Formal Languages and Automata Theory
Our research is focused in the Formal Language Theory mainly frameworked in the Chomsky's Hierarchy.
We work on closure properties of formal languages, grammatical approaches to characterize new (sub)classes of
formal languages and computational devices to define them. Particularly, we are interested in the
class of regular languages characterized through the Finite Automata Theory. We work on the study between
the relations of deterministic and non-deterministic finite automata, structural characterizations of
classes of regular languages, descriptional complexity of regular languages and their relationship to
grammatical inference. In addition, we work in semigroup theory applied to formal language theory, particularly
we study positive varietes and other characterizations of regular languages through an algebraic approach.
Our research is focused in the areas of natural computing inspired by biochemical and biocellular
processes. This is also a part of what is called unconventional computation. We are interested
in the computation models induced by DNA, RNA and protein processes (such as recombination, complementarity,
replication through PCR, etc.) With respect to biocellular processes we work on Membrane Computing (P systems),
Networks of Biologically-Inspired Processors and other related models. In addition, we are interested in the
relationship between these new models of computation and other areas of natural computing such as evolutionary
Processing of biosequences and Bioinformatics
Our research is focused in the design of efficient algorithms to solve problems related to the
analysis and prediction in biosequences. We mainly work on sequences of nucleotides for
DNA/RNA in order to solve problems such as multiple alignment, functional prediction, and gene expressions,
among others. We also work on sequences of aminoacids for proteins
in order to solve problems such as motif prediction and secondary structure prediction, among others.
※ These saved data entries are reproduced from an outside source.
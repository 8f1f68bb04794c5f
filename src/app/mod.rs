//! Application runtime composition modules.

pub(crate) mod exit_handler;
pub(crate) mod job_input;
pub(crate) mod runtime;
pub(crate) mod terminal;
We usually apply Grammatical Inference techniques in order to build efficient models to carry out the
previously referred tasks. In addition, we work on grammar construction and kernel methods to achieve
some of our goals.
Grammatical Inference and Applications
Our research is focused in the design and the study of efficient grammatical inference methods.
We work in the framework of Gold's Identification in the Limit. We characterize
new language classes under the learnability criterium and we study the properties of the hypothesis representations such
as finite automata or formal grammars. We study the performance of the proposed grammatical inference algorithms with
respect to the time and space complexities. Our methods have been succesfully applied in different tasks such as OCR,
speech recognition, dialogue modelling, machine translation and biosequences processing.